Collected data:
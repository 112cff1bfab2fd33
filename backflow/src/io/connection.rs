use std::fmt::{Debug, Formatter};
use std::future::Future;
use std::pin::Pin;
use std::sync::Arc;
use std::task::{Context, Poll};

use tokio::sync::{mpsc, oneshot};

use crate::io::channel::{ChannelControl, ChannelEvent};
use crate::io::{ChannelAttributes, ChannelConfig, ConnectionId, ConnectionInfo, Input};
use crate::utils::Closable;

use crate::prelude::*;

/// Live transport-level session.
///
/// A connection is a handle to a channel event loop which owns the socket. Reading happens
/// through a single [`Input`] stream at a time, writing is buffered by [`Connection::write`] and
/// sent to the peer by [`Connection::flush`].
///
/// Dropping a connection closes the channel without flushing pending writes. Use
/// [`Connection::close`] to flush and wait until the channel is closed.
pub struct Connection<R, W> {
    info: ConnectionInfo,
    config: ChannelConfig,
    events: mpsc::UnboundedSender<ChannelEvent<R, W>>,
    attributes: Arc<ChannelAttributes>,
    state: Closable,
    eager_input: Option<Input<R>>,
    detached: bool,
}

impl<R, W> Connection<R, W> {
    pub(crate) fn new(
        info: ConnectionInfo,
        config: ChannelConfig,
        events: mpsc::UnboundedSender<ChannelEvent<R, W>>,
        attributes: Arc<ChannelAttributes>,
        state: Closable,
        eager_input: Option<Input<R>>,
    ) -> Self {
        Self {
            info,
            config,
            events,
            attributes,
            state,
            eager_input,
            detached: false,
        }
    }

    /// Connection `ID`.
    pub fn id(&self) -> ConnectionId {
        self.info.id()
    }

    /// Information about this connection.
    pub fn info(&self) -> &ConnectionInfo {
        &self.info
    }

    /// Channel configuration this connection was created with.
    pub fn config(&self) -> &ChannelConfig {
        &self.config
    }

    /// Channel attributes.
    pub fn attributes(&self) -> &ChannelAttributes {
        &self.attributes
    }

    /// Returns `true` while the underlying channel is open.
    pub fn is_active(&self) -> bool {
        !self.state.is_closed()
    }

    /// Encodes `item` into the write buffer of the channel.
    ///
    /// Nothing is sent to the peer until the next [`Connection::flush`]. The returned completion
    /// resolves once the flush carrying this item finishes. Completions resolve in the order
    /// items were written.
    pub fn write(&self, item: W) -> WriteCompletion {
        let (tx, rx) = oneshot::channel();
        match self.events.send(ChannelEvent::Write(item, tx)) {
            Ok(_) => WriteCompletion::pending(rx),
            Err(_) => WriteCompletion::failed(Error::ChannelClosed),
        }
    }

    /// Flushes all writes submitted before this call.
    ///
    /// Resolves once every earlier write is completed.
    pub fn flush(&self) -> WriteCompletion {
        let (tx, rx) = oneshot::channel();
        match self.events.send(ChannelEvent::Flush(tx)) {
            Ok(_) => WriteCompletion::pending(rx),
            Err(_) => WriteCompletion::failed(Error::ChannelClosed),
        }
    }

    /// Writes a single item and flushes it.
    pub async fn write_and_flush(&self, item: W) -> Result<()> {
        let written = self.write(item);
        self.flush().await?;
        written.await
    }

    /// Drops all unflushed writes. Their completions fail with [`Error::WriteCancelled`].
    pub fn cancel_pending_writes(&self) {
        let _ = self.events.send(ChannelEvent::CancelPendingWrites);
    }

    /// Flushes pending writes and closes the channel.
    ///
    /// Resolves once the channel is closed and the active input, if any, is completed.
    pub async fn close(mut self) -> Result<()> {
        self.detached = true;
        let (tx, rx) = oneshot::channel();
        let close = ChannelEvent::Close {
            flush: true,
            reply: Some(tx),
        };
        if self.events.send(close).is_err() {
            return Ok(());
        }
        rx.await.unwrap_or(Ok(()))
    }

    /// Closes the channel without flushing and without waiting.
    pub fn close_now(&self) {
        let _ = self.events.send(ChannelEvent::Close {
            flush: false,
            reply: None,
        });
    }

    /// Prepares the channel for the next holder of a pooled connection.
    ///
    /// Completes the previous input and registers a fresh eager input when configured.
    pub(crate) async fn reuse(&mut self) -> Result<()> {
        let (tx, rx) = oneshot::channel();
        self.events
            .send(ChannelEvent::Reuse(tx))
            .map_err(|_| Error::ChannelClosed)?;

        let eager_input = rx.await.map_err(|_| Error::ChannelClosed)?;
        self.eager_input = eager_input;
        Ok(())
    }

    /// Moves the handle out, leaving `self` inert.
    pub(crate) fn detach(&mut self) -> Self {
        self.detached = true;
        Self {
            info: self.info.clone(),
            config: self.config.clone(),
            events: self.events.clone(),
            attributes: self.attributes.clone(),
            state: self.state.clone(),
            eager_input: self.eager_input.take(),
            detached: false,
        }
    }
}

impl<R: Send + 'static, W: Send + 'static> Connection<R, W> {
    /// Subscribes to inbound items.
    ///
    /// Returns the eagerly registered input if the channel was configured with
    /// [`ChannelConfig::eager_input`] and it was not taken yet. Otherwise registers a new input
    /// subscriber. Registration errors are reported as the first item of the returned stream:
    /// [`Error::OnlyOneInputSubscriber`] if another input is active, and
    /// [`Error::LazyInputSubscription`] for lazy subscriptions on auto-read channels.
    pub fn input(&mut self) -> Input<R> {
        if let Some(input) = self.eager_input.take() {
            return input;
        }

        let control = ChannelControl::shared(self.events.downgrade());
        let (input, producer) = Input::subscribe(self.config.auto_read(), control);
        let subscribe = ChannelEvent::SubscribeInput(producer.clone());
        if self.events.send(subscribe).is_err() {
            producer.send_on_complete();
        }
        input
    }
}

impl<R, W> Debug for Connection<R, W> {
    fn fmt(&self, f: &mut Formatter<'_>) -> std::fmt::Result {
        f.debug_struct("Connection")
            .field("info", &self.info)
            .field("active", &!self.state.is_closed())
            .finish_non_exhaustive()
    }
}

impl<R, W> Drop for Connection<R, W> {
    fn drop(&mut self) {
        if self.detached {
            return;
        }
        let _ = self.events.send(ChannelEvent::Close {
            flush: false,
            reply: None,
        });
    }
}

/// Completion signal of a write or a flush.
///
/// Resolves with an error if the channel closes first.
#[derive(Debug)]
pub struct WriteCompletion {
    state: CompletionState,
}

#[derive(Debug)]
enum CompletionState {
    Pending(oneshot::Receiver<Result<()>>),
    Ready(Option<Result<()>>),
}

impl WriteCompletion {
    fn pending(rx: oneshot::Receiver<Result<()>>) -> Self {
        Self {
            state: CompletionState::Pending(rx),
        }
    }

    fn failed(err: Error) -> Self {
        Self {
            state: CompletionState::Ready(Some(Err(err))),
        }
    }
}

impl Future for WriteCompletion {
    type Output = Result<()>;

    fn poll(self: Pin<&mut Self>, cx: &mut Context<'_>) -> Poll<Self::Output> {
        match &mut self.get_mut().state {
            CompletionState::Pending(rx) => match Pin::new(rx).poll(cx) {
                Poll::Ready(Ok(result)) => Poll::Ready(result),
                Poll::Ready(Err(_)) => Poll::Ready(Err(Error::ChannelClosed)),
                Poll::Pending => Poll::Pending,
            },
            CompletionState::Ready(result) => {
                Poll::Ready(result.take().unwrap_or(Err(Error::ChannelClosed)))
            }
        }
    }
}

Activity:
Each record, exactly as written, is to be printed again.

Result:
repository 112cff1bfab2fd33
filename backflow/src/io/connection.rs
use std::fmt::{Debug, Formatter};
use std::future::Future;
use std::pin::Pin;
use std::sync::Arc;
use std::task::{Context, Poll};

use tokio::sync::{mpsc, oneshot};

use crate::io::channel::{ChannelControl, ChannelEvent};
use crate::io::{ChannelAttributes, ChannelConfig, ConnectionId, ConnectionInfo, Input};
use crate::utils::Closable;

use crate::prelude::*;

/// Live transport-level session.
///
/// A connection is a handle to a channel event loop which owns the socket. Reading happens
/// through a single [`Input`] stream at a time, writing is buffered by [`Connection::write`] and
/// sent to the peer by [`Connection::flush`].
///
/// Dropping a connection closes the channel without flushing pending writes. Use
/// [`Connection::close`] to flush and wait until the channel is closed.
pub struct Connection<R, W> {
    info: ConnectionInfo,
    config: ChannelConfig,
    events: mpsc::UnboundedSender<ChannelEvent<R, W>>,
    attributes: Arc<ChannelAttributes>,
    state: Closable,
    eager_input: Option<Input<R>>,
    detached: bool,
}

impl<R, W> Connection<R, W> {
    pub(crate) fn new(
        info: ConnectionInfo,
        config: ChannelConfig,
        events: mpsc::UnboundedSender<ChannelEvent<R, W>>,
        attributes: Arc<ChannelAttributes>,
        state: Closable,
        eager_input: Option<Input<R>>,
    ) -> Self {
        Self {
            info,
            config,
            events,
            attributes,
            state,
            eager_input,
            detached: false,
        }
    }

    /// Connection `ID`.
    pub fn id(&self) -> ConnectionId {
        self.info.id()
    }

    /// Information about this connection.
    pub fn info(&self) -> &ConnectionInfo {
        &self.info
    }

    /// Channel configuration this connection was created with.
    pub fn config(&self) -> &ChannelConfig {
        &self.config
    }

    /// Channel attributes.
    pub fn attributes(&self) -> &ChannelAttributes {
        &self.attributes
    }

    /// Returns `true` while the underlying channel is open.
    pub fn is_active(&self) -> bool {
        !self.state.is_closed()
    }

    /// Encodes `item` into the write buffer of the channel.
    ///
    /// Nothing is sent to the peer until the next [`Connection::flush`]. The returned completion
    /// resolves once the flush carrying this item finishes. Completions resolve in the order
    /// items were written.
    pub fn write(&self, item: W) -> WriteCompletion {
        let (tx, rx) = oneshot::channel();
        match self.events.send(ChannelEvent::Write(item, tx)) {
            Ok(_) => WriteCompletion::pending(rx),
            Err(_) => WriteCompletion::failed(Error::ChannelClosed),
        }
    }

    /// Flushes all writes submitted before this call.
    ///
    /// Resolves once every earlier write is completed.
    pub fn flush(&self) -> WriteCompletion {
        let (tx, rx) = oneshot::channel();
        match self.events.send(ChannelEvent::Flush(tx)) {
            Ok(_) => WriteCompletion::pending(rx),
            Err(_) => WriteCompletion::failed(Error::ChannelClosed),
        }
    }

    /// Writes a single item and flushes it.
    pub async fn write_and_flush(&self, item: W) -> Result<()> {
        let written = self.write(item);
        self.flush().await?;
        written.await
    }

    /// Drops all unflushed writes. Their completions fail with [`Error::WriteCancelled`].
    pub fn cancel_pending_writes(&self) {
        let _ = self.events.send(ChannelEvent::CancelPendingWrites);
    }

    /// Flushes pending writes and closes the channel.
    ///
    /// Resolves once the channel is closed and the active input, if any, is completed.
    pub async fn close(mut self) -> Result<()> {
        self.detached = true;
        let (tx, rx) = oneshot::channel();
        let close = ChannelEvent::Close {
            flush: true,
            reply: Some(tx),
        };
        if self.events.send(close).is_err() {
            return Ok(());
        }
        rx.await.unwrap_or(Ok(()))
    }

    /// Closes the channel without flushing and without waiting.
    pub fn close_now(&self) {
        let _ = self.events.send(ChannelEvent::Close {
            flush: false,
            reply: None,
        });
    }

    /// Prepares the channel for the next holder of a pooled connection.
    ///
    /// Completes the previous input and registers a fresh eager input when configured.
    pub(crate) async fn reuse(&mut self) -> Result<()> {
        let (tx, rx) = oneshot::channel();
        self.events
            .send(ChannelEvent::Reuse(tx))
            .map_err(|_| Error::ChannelClosed)?;

        let eager_input = rx.await.map_err(|_| Error::ChannelClosed)?;
        self.eager_input = eager_input;
        Ok(())
    }

    /// Moves the handle out, leaving `self` inert.
    pub(crate) fn detach(&mut self) -> Self {
        self.detached = true;
        Self {
            info: self.info.clone(),
            config: self.config.clone(),
            events: self.events.clone(),
            attributes: self.attributes.clone(),
            state: self.state.clone(),
            eager_input: self.eager_input.take(),
            detached: false,
        }
    }
}

impl<R: Send + 'static, W: Send + 'static> Connection<R, W> {
    /// Subscribes to inbound items.
    ///
    /// Returns the eagerly registered input if the channel was configured with
    /// [`ChannelConfig::eager_input`] and it was not taken yet. Otherwise registers a new input
    /// subscriber. Registration errors are reported as the first item of the returned stream:
    /// [`Error::OnlyOneInputSubscriber`] if another input is active, and
    /// [`Error::LazyInputSubscription`] for lazy subscriptions on auto-read channels.
    pub fn input(&mut self) -> Input<R> {
        if let Some(input) = self.eager_input.take() {
            return input;
        }

        let control = ChannelControl::shared(self.events.downgrade());
        let (input, producer) = Input::subscribe(self.config.auto_read(), control);
        let subscribe = ChannelEvent::SubscribeInput(producer.clone());
        if self.events.send(subscribe).is_err() {
            producer.send_on_complete();
        }
        input
    }
}

impl<R, W> Debug for Connection<R, W> {
    fn fmt(&self, f: &mut Formatter<'_>) -> std::fmt::Result {
        f.debug_struct("Connection")
            .field("info", &self.info)
            .field("active", &!self.state.is_closed())
            .finish_non_exhaustive()
    }
}

impl<R, W> Drop for Connection<R, W> {
    fn drop(&mut self) {
        if self.detached {
            return;
        }
        let _ = self.events.send(ChannelEvent::Close {
            flush: false,
            reply: None,
        });
    }
}

/// Completion signal of a write or a flush.
///
/// Resolves with an error if the channel closes first.
#[derive(Debug)]
pub struct WriteCompletion {
    state: CompletionState,
}

#[derive(Debug)]
enum CompletionState {
    Pending(oneshot::Receiver<Result<()>>),
    Ready(Option<Result<()>>),
}

impl WriteCompletion {
    fn pending(rx: oneshot::Receiver<Result<()>>) -> Self {
        Self {
            state: CompletionState::Pending(rx),
        }
    }

    fn failed(err: Error) -> Self {
        Self {
            state: CompletionState::Ready(Some(Err(err))),
        }
    }
}

impl Future for WriteCompletion {
    type Output = Result<()>;

    fn poll(self: Pin<&mut Self>, cx: &mut Context<'_>) -> Poll<Self::Output> {
        match &mut self.get_mut().state {
            CompletionState::Pending(rx) => match Pin::new(rx).poll(cx) {
                Poll::Ready(Ok(result)) => Poll::Ready(result),
                Poll::Ready(Err(_)) => Poll::Ready(Err(Error::ChannelClosed)),
                Poll::Pending => Poll::Pending,
            },
            CompletionState::Ready(result) => {
                Poll::Ready(result.take().unwrap_or(Err(Error::ChannelClosed)))
            }
        }
    }
}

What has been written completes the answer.